InDepth: World Wide Water Mafia #03: Urban Centers Are Havens of Water Leakage and Theft
IC InDepth Team
Mumbai, 30 August 2019
In urban giants like Karachi, Mumbai and Delhi, water leakage and outright theft cast a gloomy shadow. Each city grapples with an approximate water loss of 30 to 35 percent due to these challenges.
Water mafia networks, employing illegal pipelines by piercing official ones or establishing illicit connections to water canals, divert substantial quantities of water.
They even resort to tapping surface water from rivers, catering to disconnected slum communities. In India, these marginalized communities are meant to be supplied by water-authority-operated trucks, yet these deliveries often fall short unless accompanied by bribes.
The city of Delhi, for instance, operates 800 water tankers to provide subsidized water to those outside the official system, but irregularities abound.
Karachi: A Hub of Water Mismanagement
Karachi’s water mafias engage in multifaceted illegal activities, tapping into water hydrants, establishing unauthorized wells and pipelines for industries, and profiting from a chain of illicit actions.
A whopping 70 percent of pilfered water finds its way to industries and large businesses, with some 30 to 40 tanker-operating illegal traders pocketing as much as $16,000 per day.

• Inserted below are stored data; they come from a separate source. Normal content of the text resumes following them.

//! Widgets bound to models.
//!
//! A bean owns one host widget and keeps it in sync with one [`Model`]:
//! user edits are parsed and written to the model, model changes are
//! rendered into the widget. Writes made by a bean name the bean's own
//! listener as origin, so the bean is never told about its own edits.
//!
//! Beans follow a strict lifecycle:
//!
//! ```text
//! Uninitialized --init_bean--> Active --close--> Closed
//! ```
//!
//! Nothing is registered before `init_bean`, and nothing stays registered
//! after `close`.
//!
//! [`Model`]: crate::model::Model

mod codec;
mod date;
mod decorator;
mod factory;
mod file;
mod label;
mod list;
mod radio;
mod text_field;
mod toggle;

pub use codec::{DateCodec, DoubleCodec, FnCodec, IntegerCodec, PathCodec, StringCodec, TextCodec};
pub use date::{CalendarView, DateSelectionBean};
pub use decorator::ErrorMessageDecorator;
pub use factory::{BeanFactory, Decorated};
pub use file::{FileChooser, FileFilter, FileSelectionBean};
pub use label::LabelBean;
pub use list::ListSelectionBean;
pub use radio::RadioButtonGroup;
pub use text_field::{FieldOptions, ParseFailurePolicy, TextFieldBean};
pub use toggle::ToggleBean;

use std::fmt;
use std::sync::atomic::{AtomicBool, Ordering};

use crate::error::BeanError;
use crate::widgets::Widget;

/// A resource that must be released explicitly.
pub trait Disposable {
    /// Release the resource. Calling this more than once has no effect.
    fn close(&mut self);
}

/// A visual input widget bound to one model.
pub trait Bean: Disposable + Send {
    /// Register the listeners and render the model for the first time.
    ///
    /// Fails when the bean is already active or has been closed.
    fn init_bean(&mut self) -> Result<(), BeanError>;

    /// The widget to place in a view.
    fn widget(&self) -> Widget;

    /// Current lifecycle state.
    fn state(&self) -> BeanState;
}

impl<B: Bean + ?Sized> Disposable for Box<B> {
    fn close(&mut self) {
        (**self).close();
    }
}

impl<B: Bean + ?Sized> Bean for Box<B> {
    fn init_bean(&mut self) -> Result<(), BeanError> {
        (**self).init_bean()
    }

    fn widget(&self) -> Widget {
        (**self).widget()
    }

    fn state(&self) -> BeanState {
        (**self).state()
    }
}

/// Lifecycle state of a bean.
#[derive(Debug, Clone, Copy, Default, PartialEq, Eq)]
pub enum BeanState {
    /// Constructed, nothing registered yet.
    #[default]
    Uninitialized,
    /// Listening to its model and widget.
    Active,
    /// Released; cannot be initialized again.
    Closed,
}

impl fmt::Display for BeanState {
    fn fmt(&self, f: &mut fmt::Formatter<'_>) -> fmt::Result {
        match self {
            BeanState::Uninitialized => write!(f, "uninitialized"),
            BeanState::Active => write!(f, "active"),
            BeanState::Closed => write!(f, "closed"),
        }
    }
}

/// Lifecycle bookkeeping shared by all beans.
#[derive(Debug)]
pub(crate) struct Lifecycle {
    name: String,
    state: BeanState,
}

impl Lifecycle {
    pub(crate) fn new(name: impl Into<String>) -> Self {
        Self {
            name: name.into(),
            state: BeanState::Uninitialized,
        }
    }

    pub(crate) fn state(&self) -> BeanState {
        self.state
    }

    /// Move to `Active`, or report why that is not allowed.
    pub(crate) fn activate(&mut self) -> Result<(), BeanError> {
        match self.state {
            BeanState::Uninitialized => {
                self.state = BeanState::Active;
                log::debug!("Bean {} initialized", self.name);
                Ok(())
            }
            BeanState::Active => Err(BeanError::AlreadyInitialized(self.name.clone())),
            BeanState::Closed => Err(BeanError::Closed(self.name.clone())),
        }
    }

    /// Undo a successful [`Lifecycle::activate`] whose follow-up failed.
    pub(crate) fn rollback(&mut self) {
        if self.state == BeanState::Active {
            self.state = BeanState::Uninitialized;
        }
    }

    /// Move to `Closed`. Returns true when the bean was active and has
    /// registrations to release.
    pub(crate) fn close(&mut self) -> bool {
        let was_active = self.state == BeanState::Active;
        if self.state != BeanState::Closed {
            log::debug!("Bean {} closed", self.name);
        }
        self.state = BeanState::Closed;
        was_active
    }
}

/// Raises a bean's rendering flag until dropped, also when rendering
/// unwinds.
pub(crate) struct RenderGuard<'a> {
    flag: &'a AtomicBool,
}

impl<'a> RenderGuard<'a> {
    pub(crate) fn enter(flag: &'a AtomicBool) -> Self {
        flag.store(true, Ordering::SeqCst);
        Self { flag }
    }
}

impl Drop for RenderGuard<'_> {
    fn drop(&mut self) {
        self.flag.store(false, Ordering::SeqCst);
    }
}

/// Disposables owned by a view, closed together.
///
/// Items are closed in reverse order of registration, so a bean added
/// after the beans it depends on is released first.
#[derive(Default)]
pub struct Closeables {
    items: Vec<Box<dyn Disposable + Send>>,
}

impl Closeables {
    pub fn new() -> Self {
        Self::default()
    }

    /// Take ownership of a disposable.
    pub fn add<D: Disposable + Send + 'static>(&mut self, item: D) {
        self.items.push(Box::new(item));
    }

    pub fn len(&self) -> usize {
        self.items.len()
    }

    pub fn is_empty(&self) -> bool {
        self.items.is_empty()
    }
}

impl Disposable for Closeables {
    fn close(&mut self) {
        if !self.items.is_empty() {
            log::debug!("Closing {} disposable(s)", self.items.len());
        }
        while let Some(mut item) = self.items.pop() {
            item.close();
        }
    }
}

impl fmt::Debug for Closeables {
    fn fmt(&self, f: &mut fmt::Formatter<'_>) -> fmt::Result {
        f.debug_struct("Closeables")
            .field("count", &self.items.len())
            .finish()
    }
}
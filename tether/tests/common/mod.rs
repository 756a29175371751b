//! Helpers shared by the integration tests.

use simplelog::{Config, LevelFilter, TestLogger};

/// Route log output through the test harness so it shows up for failing
/// tests. Safe to call from every test.
pub fn init_logging() {
    let _ = TestLogger::init(LevelFilter::Trace, Config::default());
}
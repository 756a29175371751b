//! Tests for background tasks with progress.

use std::fmt;
use std::sync::{Arc, Mutex};

mod common;

use tether::bean::Disposable;
use tether::error::TaskError;
use tether::task::TaskWithProgress;
use tether::text::TextBundle;

fn runner(description: &str) -> TaskWithProgress {
    TaskWithProgress::new(description, Arc::new(TextBundle::english()))
}

#[derive(Debug)]
struct ImportError {
    line: usize,
}

impl fmt::Display for ImportError {
    fn fmt(&self, f: &mut fmt::Formatter<'_>) -> fmt::Result {
        write!(f, "bad record on line {}", self.line)
    }
}

#[test]
fn test_task_result_and_progress() {
    let runner = runner("Importing");
    let seen = Arc::new(Mutex::new(Vec::new()));
    let log = Arc::clone(&seen);
    runner
        .dialog()
        .percentage()
        .add_listener(move |model| log.lock().unwrap().push(model.get()));

    let result = runner.execute(|progress| {
        for percent in [10, 50, 100] {
            progress.on_progress_update(percent);
        }
        Ok::<_, ImportError>("done")
    });

    assert_eq!(result.unwrap(), "done");
    assert_eq!(*seen.lock().unwrap(), vec![10, 50, 100]);
    assert_eq!(runner.dialog().progress_bar().value(), 100);
    assert!(!runner.dialog().is_visible());
    assert!(runner.error_report().is_none());
}

#[test]
fn test_task_runs_on_named_worker_thread() {
    let runner = runner("Counting");
    let name = runner
        .execute(|_| Ok::<_, ImportError>(std::thread::current().name().map(str::to_string)))
        .unwrap();
    assert_eq!(name.as_deref(), Some("worker thread for \"Counting\""));
}

#[test]
fn test_task_may_borrow_from_caller() {
    let runner = runner("Summing");
    let numbers = vec![1, 2, 3, 4];
    let sum = runner
        .execute(|_| Ok::<_, ImportError>(numbers.iter().sum::<i32>()))
        .unwrap();
    assert_eq!(sum, 10);
    assert_eq!(numbers.len(), 4);
}

#[test]
fn test_failed_task_produces_report() {
    common::init_logging();
    let runner = runner("Importing");
    let result = runner.execute(|progress| {
        progress.on_progress_update(30);
        Err::<(), _>(ImportError { line: 7 })
    });

    match result {
        Err(TaskError::Failed { message, detail }) => {
            assert_eq!(message, "bad record on line 7");
            assert_eq!(detail, "ImportError { line: 7 }");
        }
        other => panic!("unexpected result: {other:?}"),
    }

    let report = runner.error_report().unwrap();
    assert_eq!(report.message(), "The operation failed: bad record on line 7");
    assert_eq!(report.detail(), "ImportError { line: 7 }");
    assert!(!report.details_visible());
    report.toggle_details();
    assert!(report.details_visible());
    assert!(!runner.dialog().is_visible());
}

#[test]
fn test_panicking_task_produces_report() {
    let runner = runner("Exploding");
    let result = runner.execute(|_| -> Result<(), ImportError> { panic!("out of cheese") });

    assert!(matches!(result, Err(TaskError::Panicked(ref message)) if message == "out of cheese"));
    assert!(runner.error_report().is_some());
}

#[test]
fn test_next_execution_clears_report() {
    let runner = runner("Retrying");
    let _ = runner.execute(|_| Err::<(), _>(ImportError { line: 1 }));
    assert!(runner.error_report().is_some());

    runner.execute(|_| Ok::<_, ImportError>(())).unwrap();
    assert!(runner.error_report().is_none());
}

#[test]
fn test_dialog_heading_and_close() {
    let mut runner = runner("Saving");
    assert_eq!(runner.dialog().heading(), "Please wait");
    assert_eq!(runner.dialog().title(), "Saving");
    assert_eq!(runner.description(), "Saving");

    runner.close();
    assert_eq!(runner.dialog().percentage().listener_count(), 0);
}
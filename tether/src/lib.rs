//! Data binding between observable models and input widgets.
//!
//! A [`Model`](model::Model) holds a value, an enabled flag and validation
//! error ids. A [`Bean`](bean::Bean) binds one model to one host widget and
//! keeps both in sync without feedback loops. The
//! [`BeanFactory`](bean::BeanFactory) builds beans wrapped in an
//! [`ErrorMessageDecorator`](bean::ErrorMessageDecorator) that shows the
//! model's validation errors.
//!
//! ```
//! use std::sync::Arc;
//!
//! use tether::prelude::*;
//!
//! let factory = BeanFactory::new(Arc::new(TextBundle::english()));
//! let age = IntegerModel::default();
//! let mut field = factory.create_integer_field(&age, FieldOptions::new()).unwrap();
//!
//! field.inner().field().type_text("42");
//! assert_eq!(age.get(), Some(42));
//!
//! age.set(Some(7));
//! assert_eq!(field.inner().field().text(), "7");
//! field.close();
//! ```

pub mod bean;
pub mod error;
pub mod model;
pub mod task;
pub mod text;
pub mod validation;
pub mod widgets;

pub mod prelude {
    pub use crate::bean::{
        Bean, BeanFactory, BeanState, Closeables, Disposable, ErrorMessageDecorator, FieldOptions,
        FileChooser, FileFilter, ParseFailurePolicy, RadioButtonGroup, TextCodec,
    };
    pub use crate::error::{BeanError, ParseError, TaskError};
    pub use crate::model::{
        AnyModel, BooleanModel, DateModel, DoubleModel, FileModel, IntegerModel, ListModel,
        ListState, ListenerId, Model, StringModel,
    };
    pub use crate::task::{ProgressListener, TaskWithProgress};
    pub use crate::text::{TextBundle, TextResource};
    pub use crate::validation::{FormValidator, ValidationResult};
    pub use crate::widgets::{SelectionMode, Widget};
}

Industries, large enterprises, and the impoverished alike become clients in this illegal water trade.
Delhi’s Water Paradox
Delhi, supplied by the Yamuna, Ganges, and Sutlej rivers, paradoxically faces significant water loss despite its water-rich sources.
Up to 60 percent of the city’s water supply evaporates into the ether due to leakages, theft, and smuggling.
With only 37 percent of the formal water system’s users settling their bills, losses of up to $1 billion were recorded from 2009 to 2012.
Illegal tapping from all three rivers and groundwater, along with unauthorized water tankers, compounds the crisis.
The volume of illicitly sourced water—300 to 500 million gallons daily—fuels a multimillion-dollar illegal trade, unfortunately devoid of proper treatment for human consumption.
National Reality: India’s Alarming Water Scenario
India faces a daunting challenge as approximately 76 million people grapple with inadequate water access, placing the nation among the top in terms of absolute numbers.
However, Papua New Guinea takes the lead with a staggering 60 percent of its population lacking access to safe water.
Despite India’s massive populace, it doesn’t claim a spot among the world’s top ten countries with the highest proportion of citizens deprived of clean water.
Durban’s Dilemma: A City Haunted by Water Theft
Durban, a prominent South African city, grapples with a staggering reality: approximately 35 percent of its water supply vanishes through theft and illegal or unpaid connections.
Zooming out to a national scale, the water loss issue is pervasive, estimated at a disconcerting 37 percent.
Monrovia’s Water Heist: The Push-Push Boys
Liberia’s capital, Monrovia, faces a double-edged water crisis. The city’s already insufficient official water pipelines are further preyed upon by illegal water providers, colloquially known as Push-Push Boys.
They hawk water at inflated prices within the city limits and its periphery, draining an astonishing 75 percent of the daily 6 million gallon water supply through theft and leaky pipes.
Angola’s Underground Water Trade
The delicate water distribution system in Angola faces a dual assault—both compromised and supplemented—by illegal water smuggling.
This illicit activity introduces an additional layer of complexity to the nation’s water access challenges.
Dar es Salaam’s Dilemma: Escalating Loss
Tanzania’s Dar es Salaam grapples with the alarming revelation that 57 percent of its water supply evaporates into the shadows due to theft and leaks.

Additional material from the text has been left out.